WHAT IS EXPECTED: From the records below, please return each line that holds the word "body".

Content starts

// SPDX-License-Identifier: Apache-2.0
// © James Ross Ω FLYING•ROBOTS <https://github.com/flyingrobots>
//! Scripted parcel API.

use std::collections::HashMap;
use std::sync::{Arc, Mutex, MutexGuard};

use cadmap_api_client::{ApiError, ParcelApi};
use cadmap_engine::{
    ApiRequest, ApiResponse, CatalogEntry, ParcelRef, ParcelZoning, RemoteError, UnionProperties,
    UnionRequest, UnionResponse, UnitZoningRequest, Zoning,
};
use serde_json::json;

/// In-memory [`ParcelApi`] with canned answers and call counters.
///
/// Clones share state. Unions succeed with a square around the first
/// parcel unless [`FakeParcelApi::fail_union`] is set; zoning lookups answer
/// from the table filled with [`FakeParcelApi::set_zoning`].
#[derive(Clone, Default)]
pub struct FakeParcelApi {
    inner: Arc<Mutex<Inner>>,
}

#[derive(Default)]
struct Inner {
    catalog: Vec<CatalogEntry>,
    zoning: HashMap<(String, String), Zoning>,
    union_failure: Option<String>,
    calls: Vec<&'static str>,
}

impl FakeParcelApi {
    /// Fake with an empty catalog and no zoning.
    pub fn new() -> Self {
        Self::default()
    }

    fn lock(&self) -> MutexGuard<'_, Inner> {
        self.inner.lock().unwrap_or_else(|e| e.into_inner())
    }

    /// Catalog served by `fetch_catalog`.
    pub fn set_catalog(&self, entries: Vec<CatalogEntry>) {
        self.lock().catalog = entries;
    }

    /// Zoning answered for `(section, number)`.
    pub fn set_zoning(&self, section: &str, number: &str, zoning: Zoning) {
        let key = ParcelRef::new(section, number, "").identity();
        self.lock().zoning.insert(key, zoning);
    }

    /// Make union requests fail with `message` (`None` restores success).
    pub fn fail_union(&self, message: Option<&str>) {
        self.lock().union_failure = message.map(str::to_owned);
    }

    /// Endpoints called, in order (`catalog`, `zoning`, `union`, `unit_zoning`).
    pub fn calls(&self) -> Vec<&'static str> {
        self.lock().calls.clone()
    }

    /// Calls made to one endpoint.
    pub fn call_count(&self, endpoint: &str) -> usize {
        self.lock().calls.iter().filter(|c| **c == endpoint).count()
    }

    /// Answer an engine request synchronously.
    pub fn respond(&self, request: &ApiRequest) -> ApiResponse {
        let token = request.token();
        match request {
            ApiRequest::Zoning { parcel, .. } => ApiResponse::Zoning {
                token,
                result: self.zoning_for(parcel).map_err(RemoteError::new),
            },
            ApiRequest::Union { request, .. } => ApiResponse::Union {
                token,
                result: self.union_for(request).map_err(RemoteError::new),
            },
            ApiRequest::UnitZoning { request, .. } => ApiResponse::UnitZoning {
                token,
                result: self.unit_zoning_for(request).map_err(RemoteError::new),
            },
        }
    }

    fn zoning_for(&self, parcel: &ParcelRef) -> Result<Option<Zoning>, ApiError> {
        let mut inner = self.lock();
        inner.calls.push("zoning");
        Ok(inner
            .zoning
            .get(&parcel.identity())
            .cloned())
    }

    fn union_for(&self, request: &UnionRequest) -> Result<UnionResponse, ApiError> {
        let mut inner = self.lock();
        inner.calls.push("union");
        if let Some(body) = inner.union_failure.clone() {
            return Err(ApiError::Status { status: 502, body });
        }
        Ok(UnionResponse {
            geometry: json!({
                "type": "Polygon",
                "coordinates": [[[-0.58, 44.84], [-0.57, 44.84], [-0.57, 44.85], [-0.58, 44.85], [-0.58, 44.84]]]
            }),
            properties: UnionProperties {
                municipality_code: request.municipality_code.clone().unwrap_or_default(),
                municipality_name: Some("Bordeaux".into()),
            },
        })
    }

    fn unit_zoning_for(&self, request: &UnitZoningRequest) -> Result<Vec<ParcelZoning>, ApiError> {
        let mut inner = self.lock();
        inner.calls.push("unit_zoning");
        Ok(request
            .parcels
            .iter()
            .filter_map(|p| {
                inner
                    .zoning
                    .get(&ParcelRef::new(&p.section, &p.number, "").identity())
                    .map(|z| ParcelZoning {
                        section: p.section.clone(),
                        number: p.number.clone(),
                        zoning: z.clone(),
                    })
            })
            .collect())
    }
}

impl ParcelApi for FakeParcelApi {
    async fn fetch_catalog(&self) -> Result<Vec<CatalogEntry>, ApiError> {
        let mut inner = self.lock();
        inner.calls.push("catalog");
        Ok(inner.catalog.clone())
    }

    async fn lookup_zoning(&self, parcel: &ParcelRef) -> Result<Option<Zoning>, ApiError> {
        self.zoning_for(parcel)
    }

    async fn resolve_union(&self, request: &UnionRequest) -> Result<UnionResponse, ApiError> {
        self.union_for(request)
    }

    async fn lookup_unit_zoning(
        &self,
        request: &UnitZoningRequest,
    ) -> Result<Vec<ParcelZoning>, ApiError> {
        self.unit_zoning_for(request)
    }
}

Content ends

EXERCISE SOLUTION:
        if let Some(body) = inner.union_failure.clone() {
            return Err(ApiError::Status { status: 502, body });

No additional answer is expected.